About this task: Copy all lines in the material holding the string "into".

Records for this exercise:

========

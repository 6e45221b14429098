//! Frame rendering benchmarks.
//!
//! Measures one full `on_repaint_requested` pass for growing column counts,
//! both into a recording surface and into a terminal buffer.
//!
//! Run with: cargo bench --bench render_benchmark

#![allow(missing_docs)] // criterion macros generate undocumented items

use calgrid::model::LayoutConstants;
use calgrid::render::RecordingSurface;
use calgrid::view::terminal_surface::TerminalSurface;
use calgrid::CalendarGrid;
use chrono::NaiveDate;
use criterion::{black_box, criterion_group, criterion_main, BenchmarkId, Criterion};
use ratatui::buffer::Buffer;
use ratatui::layout::Rect;

fn grid(columns: u32) -> CalendarGrid {
    let layout = LayoutConstants {
        column_count: columns,
        ..LayoutConstants::default()
    };
    let start = NaiveDate::from_ymd_opt(2024, 1, 15).unwrap_or_default();
    let mut grid = CalendarGrid::new(start, layout);
    grid.on_resize(1600.0, 1000.0);
    grid.set_horizontal_offset(-37.0);
    grid
}

/// Benchmark recording a frame as the number of visible columns grows.
fn benchmark_recording_surface(c: &mut Criterion) {
    let mut group = c.benchmark_group("render_recording");

    for columns in [1, 5, 14, 31] {
        let mut grid = grid(columns);
        group.bench_with_input(BenchmarkId::new("columns", columns), &columns, |b, _| {
            b.iter(|| {
                let mut surface = RecordingSurface::new();
                black_box(grid.on_repaint_requested(&mut surface));
                black_box(surface.take_commands())
            });
        });
    }

    group.finish();
}

/// Benchmark rasterizing a frame into a 200×62 terminal buffer.
fn benchmark_terminal_surface(c: &mut Criterion) {
    let mut group = c.benchmark_group("render_terminal");
    let area = Rect::new(0, 0, 200, 62);

    for columns in [5, 14] {
        let mut grid = grid(columns);
        group.bench_with_input(BenchmarkId::new("columns", columns), &columns, |b, _| {
            b.iter(|| {
                let mut buffer = Buffer::empty(area);
                let mut surface = TerminalSurface::new(&mut buffer, area);
                black_box(grid.on_repaint_requested(&mut surface));
            });
        });
    }

    group.finish();
}

criterion_group! {
    name = benches;
    config = Criterion::default()
        .measurement_time(std::time::Duration::from_secs(5));
    targets = benchmark_recording_surface, benchmark_terminal_surface
}
criterion_main!(benches);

========

Response:
//! both into a recording surface and into a terminal buffer.
/// Benchmark rasterizing a frame into a 200×62 terminal buffer.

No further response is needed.